(Records contained in a dataset)

——

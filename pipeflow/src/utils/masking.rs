//! Masking of sensitive content in logged messages.

use regex::Regex;

/// Replaces every match of `pattern` in `text` with asterisks of the same length.
#[must_use]
pub fn hide(text: &str, pattern: &Regex) -> String {
    pattern
        .replace_all(text, |caps: &regex::Captures<'_>| "*".repeat(caps[0].chars().count()))
        .into_owned()
}

/// Masks `text` if a pattern is given, otherwise returns it unchanged.
#[must_use]
pub fn hide_opt(text: &str, pattern: Option<&Regex>) -> String {
    pattern.map_or_else(|| text.to_string(), |p| hide(text, p))
}
use async_trait::async_trait;
use std::sync::Arc;
use tracing::trace;

use crate::core::{Message, PipeLineSession, PipeRunResult};
use crate::errors::PipeRunError;
use crate::observability::MeterType;
use crate::pipeline::PipeLine;
use crate::pipes::PipeSpec;
use crate::processors::{PipeOperation, PipeProcessor};
use crate::services::EngineServices;

/// Bounds the number of concurrent invocations of a pipe.
///
/// The semaphore is shared by all invocations and keyed by `pipeline/pipe`.
/// Pipes without `max_threads` pass straight through.
pub struct LimitingPipeProcessor {
    next: Box<dyn PipeProcessor>,
    services: Arc<EngineServices>,
}

impl LimitingPipeProcessor {
    /// Wraps `next`.
    #[must_use]
    pub fn new(next: Box<dyn PipeProcessor>, services: Arc<EngineServices>) -> Self {
        Self { next, services }
    }

    /// Chain layer constructor.
    #[must_use]
    pub fn layer(next: Box<dyn PipeProcessor>, services: &Arc<EngineServices>) -> Box<dyn PipeProcessor> {
        Box::new(Self::new(next, Arc::clone(services)))
    }
}

#[async_trait]
impl PipeProcessor for LimitingPipeProcessor {
    async fn process_pipe(
        &self,
        pipeline: &PipeLine,
        pipe: &PipeSpec,
        message: Message,
        session: &mut PipeLineSession,
        operation: PipeOperation,
    ) -> Result<PipeRunResult, PipeRunError> {
        let Some(max_threads) = pipe.settings().max_threads else {
            return self.next.process_pipe(pipeline, pipe, message, session, operation).await;
        };

        let owner = pipeline.pipe_owner(pipe.name());
        let permit = self
            .services
            .limiters
            .acquire(&owner, max_threads)
            .await
            .map_err(|e| e.with_pipe(pipe.name()))?;
        let waited_ms = permit.waited().as_secs_f64() * 1000.0;
        trace!(owner = %owner, waited_ms, "acquired pipe permit");
        self.services
            .statistics
            .record(&owner, MeterType::PipeWaitTime, waited_ms);

        let result = self.next.process_pipe(pipeline, pipe, message, session, operation).await;
        drop(permit);
        result
    }
}
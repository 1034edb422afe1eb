//! Transaction demarcation.
//!
//! The engine decides, per pipe and per pipeline, whether to join the ambient
//! transaction of the session, start a new one, suspend it, or refuse to run.
//! The [`TransactionManager`] only begins, commits and rolls back.

use async_trait::async_trait;
use serde::{Deserialize, Serialize};
use std::fmt;
use std::future::Future;
use std::str::FromStr;
use std::sync::atomic::{AtomicBool, AtomicUsize, Ordering};
use std::sync::Arc;
use std::time::{Duration, Instant};
use tracing::{debug, warn};

use crate::core::PipeLineSession;
use crate::errors::{PipeRunError, PipeRunErrorKind, TransactionError};
use crate::utils::generate_uuid;

/// How a unit of work relates to the ambient transaction.
#[derive(Debug, Clone, Copy, PartialEq, Eq, Hash, Default, Serialize, Deserialize)]
#[serde(rename_all = "SCREAMING_SNAKE_CASE")]
pub enum Propagation {
    /// Join the ambient transaction, or start one.
    Required,
    /// Join the ambient transaction if there is one.
    #[default]
    Supports,
    /// Join the ambient transaction; fail if there is none.
    Mandatory,
    /// Always start a new transaction, suspending the ambient one.
    RequiresNew,
    /// Run without transaction, suspending the ambient one.
    NotSupported,
    /// Run without transaction; fail if there is one.
    Never,
}

impl fmt::Display for Propagation {
    fn fmt(&self, f: &mut fmt::Formatter<'_>) -> fmt::Result {
        let name = match self {
            Self::Required => "REQUIRED",
            Self::Supports => "SUPPORTS",
            Self::Mandatory => "MANDATORY",
            Self::RequiresNew => "REQUIRES_NEW",
            Self::NotSupported => "NOT_SUPPORTED",
            Self::Never => "NEVER",
        };
        f.write_str(name)
    }
}

impl FromStr for Propagation {
    type Err = String;

    fn from_str(s: &str) -> Result<Self, Self::Err> {
        match s.to_ascii_uppercase().replace('-', "_").as_str() {
            "REQUIRED" => Ok(Self::Required),
            "SUPPORTS" => Ok(Self::Supports),
            "MANDATORY" => Ok(Self::Mandatory),
            "REQUIRESNEW" | "REQUIRES_NEW" => Ok(Self::RequiresNew),
            "NOTSUPPORTED" | "NOT_SUPPORTED" => Ok(Self::NotSupported),
            "NEVER" => Ok(Self::Never),
            other => Err(format!("unknown transaction attribute [{other}]")),
        }
    }
}

/// Transaction settings of a pipe or pipeline.
#[derive(Debug, Clone, PartialEq, Eq)]
pub struct TransactionDefinition {
    name: String,
    propagation: Propagation,
    timeout: Option<Duration>,
}

impl TransactionDefinition {
    /// Creates a definition.
    #[must_use]
    pub fn new(name: impl Into<String>, propagation: Propagation, timeout: Option<Duration>) -> Self {
        Self {
            name: name.into(),
            propagation,
            timeout: timeout.filter(|t| !t.is_zero()),
        }
    }

    /// Returns the name of the owner.
    #[must_use]
    pub fn name(&self) -> &str {
        &self.name
    }

    /// Returns the propagation.
    #[must_use]
    pub fn propagation(&self) -> Propagation {
        self.propagation
    }

    /// Returns the timeout, if any.
    #[must_use]
    pub fn timeout(&self) -> Option<Duration> {
        self.timeout
    }
}

struct TransactionState {
    id: String,
    name: String,
    rollback_only: AtomicBool,
    started: Instant,
}

/// A running transaction. Clones refer to the same transaction.
#[derive(Clone)]
pub struct TransactionHandle(Arc<TransactionState>);

impl TransactionHandle {
    /// Creates a handle for a freshly begun transaction.
    #[must_use]
    pub fn new(name: impl Into<String>) -> Self {
        Self(Arc::new(TransactionState {
            id: generate_uuid().to_string(),
            name: name.into(),
            rollback_only: AtomicBool::new(false),
            started: Instant::now(),
        }))
    }

    /// Returns the transaction id.
    #[must_use]
    pub fn id(&self) -> &str {
        &self.0.id
    }

    /// Returns the name of the unit that started the transaction.
    #[must_use]
    pub fn name(&self) -> &str {
        &self.0.name
    }

    /// Marks the transaction so that it can only be rolled back.
    pub fn set_rollback_only(&self) {
        self.0.rollback_only.store(true, Ordering::SeqCst);
    }

    /// Returns true if the transaction can only be rolled back.
    #[must_use]
    pub fn is_rollback_only(&self) -> bool {
        self.0.rollback_only.load(Ordering::SeqCst)
    }

    /// Returns how long the transaction has been running.
    #[must_use]
    pub fn age(&self) -> Duration {
        self.0.started.elapsed()
    }
}

impl fmt::Debug for TransactionHandle {
    fn fmt(&self, f: &mut fmt::Formatter<'_>) -> fmt::Result {
        f.debug_struct("TransactionHandle")
            .field("id", &self.0.id)
            .field("name", &self.0.name)
            .field("rollback_only", &self.is_rollback_only())
            .finish()
    }
}

/// A transactional resource manager.
#[async_trait]
pub trait TransactionManager: Send + Sync + fmt::Debug {
    /// Begins a new transaction.
    async fn begin(&self, definition: &TransactionDefinition) -> Result<TransactionHandle, TransactionError>;

    /// Commits a transaction.
    async fn commit(&self, transaction: &TransactionHandle) -> Result<(), TransactionError>;

    /// Rolls a transaction back.
    async fn rollback(&self, transaction: &TransactionHandle) -> Result<(), TransactionError>;
}

/// A transaction manager without external resources. It counts outcomes.
#[derive(Debug, Default)]
pub struct LocalTransactionManager {
    begun: AtomicUsize,
    committed: AtomicUsize,
    rolled_back: AtomicUsize,
}

impl LocalTransactionManager {
    /// Creates a manager.
    #[must_use]
    pub fn new() -> Self {
        Self::default()
    }

    /// Returns the number of begun transactions.
    #[must_use]
    pub fn begun(&self) -> usize {
        self.begun.load(Ordering::SeqCst)
    }

    /// Returns the number of committed transactions.
    #[must_use]
    pub fn committed(&self) -> usize {
        self.committed.load(Ordering::SeqCst)
    }

    /// Returns the number of rolled back transactions.
    #[must_use]
    pub fn rolled_back(&self) -> usize {
        self.rolled_back.load(Ordering::SeqCst)
    }
}

#[async_trait]
impl TransactionManager for LocalTransactionManager {
    async fn begin(&self, definition: &TransactionDefinition) -> Result<TransactionHandle, TransactionError> {
        self.begun.fetch_add(1, Ordering::SeqCst);
        let handle = TransactionHandle::new(definition.name());
        debug!(transaction = %handle.id(), owner = %definition.name(), "transaction begun");
        Ok(handle)
    }

    async fn commit(&self, transaction: &TransactionHandle) -> Result<(), TransactionError> {
        if transaction.is_rollback_only() {
            return Err(TransactionError::RollbackOnly {
                name: transaction.name().to_string(),
            });
        }
        self.committed.fetch_add(1, Ordering::SeqCst);
        debug!(transaction = %transaction.id(), "transaction committed");
        Ok(())
    }

    async fn rollback(&self, transaction: &TransactionHandle) -> Result<(), TransactionError> {
        self.rolled_back.fetch_add(1, Ordering::SeqCst);
        debug!(transaction = %transaction.id(), "transaction rolled back");
        Ok(())
    }
}

#[derive(Debug)]
enum ScopeKind {
    /// A transaction started by this scope.
    New(TransactionHandle),
    /// The ambient transaction, joined.
    Joined(TransactionHandle),
    /// The ambient transaction was suspended.
    Suspended,
    /// No transaction involved.
    None,
}

/// The transactional context of one pipe or pipeline invocation.
///
/// Obtained with [`TransactionScope::begin`] and finished with
/// [`TransactionScope::complete`]. Completing a scope also rolls back every
/// transaction that nested work began but never completed, which happens when
/// a timeout cancels that work. A scope dropped without completion marks its
/// own transaction rollback-only, so the enclosing scope rolls it back.
#[derive(Debug)]
pub struct TransactionScope {
    kind: ScopeKind,
    depth: usize,
    local_rollback_only: AtomicBool,
    completed: bool,
}

impl TransactionScope {
    /// Fails if the ambient transaction is already marked rollback-only.
    ///
    /// # Errors
    ///
    /// Returns [`TransactionError::RollbackOnly`] if the transaction is doomed.
    pub fn ensure_not_rollback_only(session: &PipeLineSession) -> Result<(), TransactionError> {
        match session.current_transaction() {
            Some(tx) if tx.is_rollback_only() => Err(TransactionError::RollbackOnly {
                name: tx.name().to_string(),
            }),
            _ => Ok(()),
        }
    }

    /// Applies `definition` to the session's ambient transaction.
    ///
    /// # Errors
    ///
    /// Fails for MANDATORY without and NEVER with an ambient transaction, or
    /// when the manager cannot begin a transaction.
    pub async fn begin(
        manager: &dyn TransactionManager,
        definition: &TransactionDefinition,
        session: &mut PipeLineSession,
    ) -> Result<Self, TransactionError> {
        let depth = session.transaction_depth();
        let existing = session.current_transaction().cloned();
        let kind = match (definition.propagation(), existing) {
            (Propagation::Required | Propagation::Supports | Propagation::Mandatory, Some(tx)) => {
                ScopeKind::Joined(tx)
            }
            (Propagation::Required | Propagation::RequiresNew, _) => {
                let tx = manager.begin(definition).await?;
                session.push_transaction(Some(tx.clone()));
                ScopeKind::New(tx)
            }
            (Propagation::Mandatory, None) => return Err(TransactionError::NoTransaction),
            (Propagation::Never, Some(_)) => return Err(TransactionError::ExistingTransaction),
            (Propagation::NotSupported, Some(_)) => {
                session.push_transaction(None);
                ScopeKind::Suspended
            }
            (Propagation::Supports | Propagation::NotSupported | Propagation::Never, None) => ScopeKind::None,
        };
        Ok(Self {
            kind,
            depth,
            local_rollback_only: AtomicBool::new(false),
            completed: false,
        })
    }

    /// Returns true if this scope started its own transaction.
    #[must_use]
    pub fn is_new_transaction(&self) -> bool {
        matches!(self.kind, ScopeKind::New(_))
    }

    /// Returns the transaction this scope runs in.
    #[must_use]
    pub fn transaction(&self) -> Option<&TransactionHandle> {
        match &self.kind {
            ScopeKind::New(tx) | ScopeKind::Joined(tx) => Some(tx),
            ScopeKind::Suspended | ScopeKind::None => None,
        }
    }

    /// Marks the work of this scope as failed.
    pub fn set_rollback_only(&self) {
        match &self.kind {
            ScopeKind::New(tx) | ScopeKind::Joined(tx) => tx.set_rollback_only(),
            ScopeKind::Suspended | ScopeKind::None => {
                self.local_rollback_only.store(true, Ordering::SeqCst);
            }
        }
    }

    /// Returns true if the work of this scope was marked as failed.
    #[must_use]
    pub fn is_rollback_only(&self) -> bool {
        self.transaction()
            .map_or_else(|| self.local_rollback_only.load(Ordering::SeqCst), TransactionHandle::is_rollback_only)
    }

    /// Finishes the scope: commits or rolls back a transaction this scope
    /// started, and resumes a suspended one.
    ///
    /// # Errors
    ///
    /// Returns the manager's error if commit or rollback fails.
    pub async fn complete(
        mut self,
        manager: &dyn TransactionManager,
        session: &mut PipeLineSession,
    ) -> Result<(), TransactionError> {
        self.completed = true;
        let own_entries = usize::from(matches!(self.kind, ScopeKind::New(_) | ScopeKind::Suspended));
        for tx in session
            .unwind_transactions(self.depth + own_entries)
            .into_iter()
            .flatten()
        {
            warn!(transaction = %tx.id(), owner = %tx.name(), "rolling back transaction left open by cancelled work");
            tx.set_rollback_only();
            if let Err(err) = manager.rollback(&tx).await {
                warn!(transaction = %tx.id(), error = %err, "could not roll back abandoned transaction");
            }
        }

        match &self.kind {
            ScopeKind::New(tx) => {
                session.unwind_transactions(self.depth);
                if tx.is_rollback_only() {
                    manager.rollback(tx).await
                } else {
                    manager.commit(tx).await
                }
            }
            ScopeKind::Suspended => {
                session.unwind_transactions(self.depth);
                Ok(())
            }
            ScopeKind::Joined(_) | ScopeKind::None => Ok(()),
        }
    }
}

impl Drop for TransactionScope {
    fn drop(&mut self) {
        if self.completed {
            return;
        }
        if let ScopeKind::New(tx) = &self.kind {
            tx.set_rollback_only();
            warn!(transaction = %tx.id(), owner = %tx.name(), "transaction scope dropped before completion");
        }
    }
}

/// Runs work under a deadline.
///
/// When the deadline passes the work is cancelled and a `Timeout` failure is
/// returned. A failure of the work itself takes precedence over an elapsed
/// deadline.
#[derive(Debug, Clone)]
pub struct TimeoutGuard {
    description: String,
    timeout: Option<Duration>,
}

impl TimeoutGuard {
    /// Creates a guard. A missing or zero timeout disables the guard.
    #[must_use]
    pub fn new(description: impl Into<String>, timeout: Option<Duration>) -> Self {
        Self {
            description: description.into(),
            timeout: timeout.filter(|t| !t.is_zero()),
        }
    }

    /// Runs `work` under the deadline.
    ///
    /// # Errors
    ///
    /// Returns the work's own error, or a `Timeout` error if the deadline passed.
    pub async fn run<T, F>(&self, work: F) -> Result<T, PipeRunError>
    where
        F: Future<Output = Result<T, PipeRunError>>,
    {
        let Some(timeout) = self.timeout else {
            return work.await;
        };

        let started = Instant::now();
        match tokio::time::timeout(timeout, work).await {
            Ok(Ok(value)) => Ok(value),
            Ok(Err(err)) => {
                if started.elapsed() >= timeout {
                    warn!(
                        guard = %self.description,
                        error = %err,
                        "timeout elapsed, but propagating other caught error"
                    );
                }
                Err(err)
            }
            Err(elapsed) => Err(PipeRunError::new(
                PipeRunErrorKind::Timeout,
                format!(
                    "{} was interrupted after timeout of [{}] ms",
                    self.description,
                    timeout.as_millis()
                ),
            )
            .with_source(elapsed)),
        }
    }
}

——

If a line in the data above holds the string "tracing", copy it.

- [Answer below]
use tracing::trace;
use tracing::{debug, warn};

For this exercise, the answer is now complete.